## DATASET ENTRIES
━━━━━━
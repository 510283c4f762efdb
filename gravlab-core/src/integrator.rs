use crate::engine::SimulationState;
use crate::params::Params;

/// Step the simulation forward one tick using semi-implicit Euler integration
pub fn step(state: &mut SimulationState, params: &Params) {
    debug_assert!(params.softening > 0.0, "softening must be positive");
    let dt = params.time_step;

    // All accelerations come from the pre-tick positions
    let accelerations: Vec<_> = (0..state.len())
        .map(|i| state.acceleration(i, params))
        .collect();

    for (body, accel) in state.bodies_mut().iter_mut().zip(&accelerations) {
        body.vel += *accel * dt;
    }

    // Positions move with the velocities just updated
    for body in state.bodies_mut() {
        body.pos += body.vel * dt;
    }

    state.ticks += 1;
}
// ============================================================================
// SETTINGS: editor defaults persisted as a plain key=value file
// ============================================================================

use std::path::PathBuf;

use image::Rgba;

use crate::surface::ResampleFilter;

const SETTINGS_FILE: &str = "layerfe_settings.cfg";

#[derive(Clone, Debug, PartialEq)]
pub struct EditorSettings {
    /// Length cap of the undo stack.
    pub max_undo_steps: usize,
    pub zoom_min: f32,
    pub zoom_max: f32,
    /// Factor applied by one zoom in/out step.
    pub zoom_step: f32,
    /// Compositor background behind the bottom layer.
    pub background: Rgba<u8>,
    pub default_width: u32,
    pub default_height: u32,
    pub resample: ResampleFilter,
}

impl Default for EditorSettings {
    fn default() -> Self {
        Self {
            max_undo_steps: 20,
            zoom_min: 0.1,
            zoom_max: 10.0,
            zoom_step: 1.2,
            background: Rgba([0, 0, 0, 255]),
            default_width: 800,
            default_height: 600,
            resample: ResampleFilter::Bilinear,
        }
    }
}

fn parse_color(val: &str) -> Option<Rgba<u8>> {
    let hex = val.trim().trim_start_matches('#');
    let byte = |i: usize| u8::from_str_radix(hex.get(i..i + 2)?, 16).ok();
    match hex.len() {
        6 => Some(Rgba([byte(0)?, byte(2)?, byte(4)?, 255])),
        8 => Some(Rgba([byte(0)?, byte(2)?, byte(4)?, byte(6)?])),
        _ => None,
    }
}

fn format_color(c: Rgba<u8>) -> String {
    format!("#{:02x}{:02x}{:02x}{:02x}", c[0], c[1], c[2], c[3])
}

impl EditorSettings {
    /// Platform config location (XDG on Linux, %APPDATA% on Windows,
    /// Application Support on macOS).
    pub fn settings_path() -> Option<PathBuf> {
        #[cfg(target_os = "linux")]
        {
            let config_dir = std::env::var("XDG_CONFIG_HOME")
                .map(PathBuf::from)
                .unwrap_or_else(|_| {
                    let home = std::env::var("HOME").unwrap_or_else(|_| "~".to_string());
                    PathBuf::from(home).join(".config")
                })
                .join("layerfe");
            return Some(config_dir.join(SETTINGS_FILE));
        }
        #[cfg(target_os = "windows")]
        {
            let appdata = std::env::var("APPDATA").or_else(|_| std::env::var("USERPROFILE")).ok()?;
            return Some(PathBuf::from(appdata).join("LayerFE").join(SETTINGS_FILE));
        }
        #[cfg(target_os = "macos")]
        {
            let home = std::env::var("HOME").unwrap_or_else(|_| "~".to_string());
            return Some(
                PathBuf::from(home)
                    .join("Library")
                    .join("Application Support")
                    .join("LayerFE")
                    .join(SETTINGS_FILE),
            );
        }
        #[cfg(not(any(target_os = "linux", target_os = "windows", target_os = "macos")))]
        {
            std::env::current_exe().ok().and_then(|p| p.parent().map(|d| d.join(SETTINGS_FILE)))
        }
    }

    /// Load from the platform path; missing or unreadable files give defaults.
    pub fn load() -> Self {
        let Some(path) = Self::settings_path() else { return Self::default() };
        let Ok(content) = std::fs::read_to_string(&path) else { return Self::default() };
        Self::from_config_str(&content)
    }

    pub fn save(&self) -> std::io::Result<()> {
        let Some(path) = Self::settings_path() else { return Ok(()) };
        if let Some(dir) = path.parent() {
            std::fs::create_dir_all(dir)?;
        }
        std::fs::write(&path, self.to_config_string())?;
        tracing::info!(path = %path.display(), "Saved settings");
        Ok(())
    }

    /// Parse `key=value` lines. Unknown keys are ignored; malformed values
    /// keep the default for that key.
    pub fn from_config_str(content: &str) -> Self {
        let mut s = Self::default();
        for line in content.lines() {
            let Some((key, val)) = line.split_once('=') else { continue };
            let key = key.trim();
            let val = val.trim();
            match key {
                "max_undo_steps" => {
                    if let Ok(v) = val.parse::<usize>() {
                        s.max_undo_steps = v.clamp(1, 1000);
                    }
                }
                "zoom_min" => {
                    if let Ok(v) = val.parse::<f32>() {
                        if v.is_finite() && v > 0.0 {
                            s.zoom_min = v;
                        }
                    }
                }
                "zoom_max" => {
                    if let Ok(v) = val.parse::<f32>() {
                        if v.is_finite() && v > 0.0 {
                            s.zoom_max = v;
                        }
                    }
                }
                "zoom_step" => {
                    if let Ok(v) = val.parse::<f32>() {
                        if v.is_finite() && v > 1.0 {
                            s.zoom_step = v;
                        }
                    }
                }
                "background" => {
                    if let Some(c) = parse_color(val) {
                        s.background = c;
                    }
                }
                "default_width" => {
                    if let Ok(v) = val.parse::<u32>() {
                        if v > 0 {
                            s.default_width = v;
                        }
                    }
                }
                "default_height" => {
                    if let Ok(v) = val.parse::<u32>() {
                        if v > 0 {
                            s.default_height = v;
                        }
                    }
                }
                "resample" => {
                    if let Some(f) = ResampleFilter::from_name(val) {
                        s.resample = f;
                    }
                }
                _ => {}
            }
        }
        if s.zoom_min > s.zoom_max {
            std::mem::swap(&mut s.zoom_min, &mut s.zoom_max);
        }
        s
    }

    pub fn to_config_string(&self) -> String {
        format!(
            "max_undo_steps={}\n\
             zoom_min={}\n\
             zoom_max={}\n\
             zoom_step={}\n\
             background={}\n\
             default_width={}\n\
             default_height={}\n\
             resample={}\n",
            self.max_undo_steps,
            self.zoom_min,
            self.zoom_max,
            self.zoom_step,
            format_color(self.background),
            self.default_width,
            self.default_height,
            self.resample.name(),
        )
    }
}

#[cfg(test)]
mod tests {
    use super::*;

    #[test]
    fn written_config_reads_back() {
        let s = EditorSettings {
            max_undo_steps: 7,
            background: Rgba([255, 255, 255, 128]),
            resample: ResampleFilter::Nearest,
            ..Default::default()
        };
        assert_eq!(EditorSettings::from_config_str(&s.to_config_string()), s);
    }

    #[test]
    fn bad_values_fall_back_per_key() {
        let s = EditorSettings::from_config_str(
            "max_undo_steps=lots\nzoom_step=0.5\nbackground=#12345\nresample=cubic\nfoo=bar\ndefault_width=1024\nnot a line",
        );
        let d = EditorSettings::default();
        assert_eq!(s.max_undo_steps, d.max_undo_steps);
        assert_eq!(s.zoom_step, d.zoom_step);
        assert_eq!(s.background, d.background);
        assert_eq!(s.resample, d.resample);
        assert_eq!(s.default_width, 1024);
    }

    #[test]
    fn colour_parsing_accepts_rgb_and_rgba() {
        assert_eq!(parse_color("#ff0000"), Some(Rgba([255, 0, 0, 255])));
        assert_eq!(parse_color("00ff0080"), Some(Rgba([0, 255, 0, 128])));
        assert_eq!(parse_color("#zzzzzz"), None);
    }
}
━━━━━━
## EXERCISE BRIEF
Please set down the full listing above, word for word.

## RESULT
repository 510283c4f762efdb
filename gravlab-core/src/integrator.rs
use crate::engine::SimulationState;
use crate::params::Params;

/// Step the simulation forward one tick using semi-implicit Euler integration
pub fn step(state: &mut SimulationState, params: &Params) {
    debug_assert!(params.softening > 0.0, "softening must be positive");
    let dt = params.time_step;

    // All accelerations come from the pre-tick positions
    let accelerations: Vec<_> = (0..state.len())
        .map(|i| state.acceleration(i, params))
        .collect();

    for (body, accel) in state.bodies_mut().iter_mut().zip(&accelerations) {
        body.vel += *accel * dt;
    }

    // Positions move with the velocities just updated
    for body in state.bodies_mut() {
        body.pos += body.vel * dt;
    }

    state.ticks += 1;
}
// ============================================================================
// SETTINGS: editor defaults persisted as a plain key=value file
// ============================================================================

use std::path::PathBuf;

use image::Rgba;

use crate::surface::ResampleFilter;

const SETTINGS_FILE: &str = "layerfe_settings.cfg";

#[derive(Clone, Debug, PartialEq)]
pub struct EditorSettings {
    /// Length cap of the undo stack.
    pub max_undo_steps: usize,
    pub zoom_min: f32,
    pub zoom_max: f32,
    /// Factor applied by one zoom in/out step.
    pub zoom_step: f32,
    /// Compositor background behind the bottom layer.
    pub background: Rgba<u8>,
    pub default_width: u32,
    pub default_height: u32,
    pub resample: ResampleFilter,
}

impl Default for EditorSettings {
    fn default() -> Self {
        Self {
            max_undo_steps: 20,
            zoom_min: 0.1,
            zoom_max: 10.0,
            zoom_step: 1.2,
            background: Rgba([0, 0, 0, 255]),
            default_width: 800,
            default_height: 600,
            resample: ResampleFilter::Bilinear,
        }
    }
}

fn parse_color(val: &str) -> Option<Rgba<u8>> {
    let hex = val.trim().trim_start_matches('#');
    let byte = |i: usize| u8::from_str_radix(hex.get(i..i + 2)?, 16).ok();
    match hex.len() {
        6 => Some(Rgba([byte(0)?, byte(2)?, byte(4)?, 255])),
        8 => Some(Rgba([byte(0)?, byte(2)?, byte(4)?, byte(6)?])),
        _ => None,
    }
}

fn format_color(c: Rgba<u8>) -> String {
    format!("#{:02x}{:02x}{:02x}{:02x}", c[0], c[1], c[2], c[3])
}

impl EditorSettings {
    /// Platform config location (XDG on Linux, %APPDATA% on Windows,
    /// Application Support on macOS).
    pub fn settings_path() -> Option<PathBuf> {
        #[cfg(target_os = "linux")]
        {
            let config_dir = std::env::var("XDG_CONFIG_HOME")
                .map(PathBuf::from)
                .unwrap_or_else(|_| {
                    let home = std::env::var("HOME").unwrap_or_else(|_| "~".to_string());
                    PathBuf::from(home).join(".config")
                })
                .join("layerfe");
            return Some(config_dir.join(SETTINGS_FILE));
        }
        #[cfg(target_os = "windows")]
        {
            let appdata = std::env::var("APPDATA").or_else(|_| std::env::var("USERPROFILE")).ok()?;
            return Some(PathBuf::from(appdata).join("LayerFE").join(SETTINGS_FILE));
        }
        #[cfg(target_os = "macos")]
        {
            let home = std::env::var("HOME").unwrap_or_else(|_| "~".to_string());
            return Some(
                PathBuf::from(home)
                    .join("Library")
                    .join("Application Support")
                    .join("LayerFE")
                    .join(SETTINGS_FILE),
            );
        }
        #[cfg(not(any(target_os = "linux", target_os = "windows", target_os = "macos")))]
        {
            std::env::current_exe().ok().and_then(|p| p.parent().map(|d| d.join(SETTINGS_FILE)))
        }
    }

    /// Load from the platform path; missing or unreadable files give defaults.
    pub fn load() -> Self {
        let Some(path) = Self::settings_path() else { return Self::default() };
        let Ok(content) = std::fs::read_to_string(&path) else { return Self::default() };
        Self::from_config_str(&content)
    }

    pub fn save(&self) -> std::io::Result<()> {
        let Some(path) = Self::settings_path() else { return Ok(()) };
        if let Some(dir) = path.parent() {
            std::fs::create_dir_all(dir)?;
        }
        std::fs::write(&path, self.to_config_string())?;
        tracing::info!(path = %path.display(), "Saved settings");
        Ok(())
    }

    /// Parse `key=value` lines. Unknown keys are ignored; malformed values
    /// keep the default for that key.
    pub fn from_config_str(content: &str) -> Self {
        let mut s = Self::default();
        for line in content.lines() {
            let Some((key, val)) = line.split_once('=') else { continue };
            let key = key.trim();
            let val = val.trim();
            match key {
                "max_undo_steps" => {
                    if let Ok(v) = val.parse::<usize>() {
                        s.max_undo_steps = v.clamp(1, 1000);
                    }
                }
                "zoom_min" => {
                    if let Ok(v) = val.parse::<f32>() {
                        if v.is_finite() && v > 0.0 {
                            s.zoom_min = v;
                        }
                    }
                }
                "zoom_max" => {
                    if let Ok(v) = val.parse::<f32>() {
                        if v.is_finite() && v > 0.0 {
                            s.zoom_max = v;
                        }
                    }
                }
                "zoom_step" => {
                    if let Ok(v) = val.parse::<f32>() {
                        if v.is_finite() && v > 1.0 {
                            s.zoom_step = v;
                        }
                    }
                }
                "background" => {
                    if let Some(c) = parse_color(val) {
                        s.background = c;
                    }
                }
                "default_width" => {
                    if let Ok(v) = val.parse::<u32>() {
                        if v > 0 {
                            s.default_width = v;
                        }
                    }
                }
                "default_height" => {
                    if let Ok(v) = val.parse::<u32>() {
                        if v > 0 {
                            s.default_height = v;
                        }
                    }
                }
                "resample" => {
                    if let Some(f) = ResampleFilter::from_name(val) {
                        s.resample = f;
                    }
                }
                _ => {}
            }
        }
        if s.zoom_min > s.zoom_max {
            std::mem::swap(&mut s.zoom_min, &mut s.zoom_max);
        }
        s
    }

    pub fn to_config_string(&self) -> String {
        format!(
            "max_undo_steps={}\n\
             zoom_min={}\n\
             zoom_max={}\n\
             zoom_step={}\n\
             background={}\n\
             default_width={}\n\
             default_height={}\n\
             resample={}\n",
            self.max_undo_steps,
            self.zoom_min,
            self.zoom_max,
            self.zoom_step,
            format_color(self.background),
            self.default_width,
            self.default_height,
            self.resample.name(),
        )
    }
}

#[cfg(test)]
mod tests {
    use super::*;

    #[test]
    fn written_config_reads_back() {
        let s = EditorSettings {
            max_undo_steps: 7,
            background: Rgba([255, 255, 255, 128]),
            resample: ResampleFilter::Nearest,
            ..Default::default()
        };
        assert_eq!(EditorSettings::from_config_str(&s.to_config_string()), s);
    }

    #[test]
    fn bad_values_fall_back_per_key() {
        let s = EditorSettings::from_config_str(
            "max_undo_steps=lots\nzoom_step=0.5\nbackground=#12345\nresample=cubic\nfoo=bar\ndefault_width=1024\nnot a line",
        );
        let d = EditorSettings::default();
        assert_eq!(s.max_undo_steps, d.max_undo_steps);
        assert_eq!(s.zoom_step, d.zoom_step);
        assert_eq!(s.background, d.background);
        assert_eq!(s.resample, d.resample);
        assert_eq!(s.default_width, 1024);
    }

    #[test]
    fn colour_parsing_accepts_rgb_and_rgba() {
        assert_eq!(parse_color("#ff0000"), Some(Rgba([255, 0, 0, 255])));
        assert_eq!(parse_color("00ff0080"), Some(Rgba([0, 255, 0, 128])));
        assert_eq!(parse_color("#zzzzzz"), None);
    }
}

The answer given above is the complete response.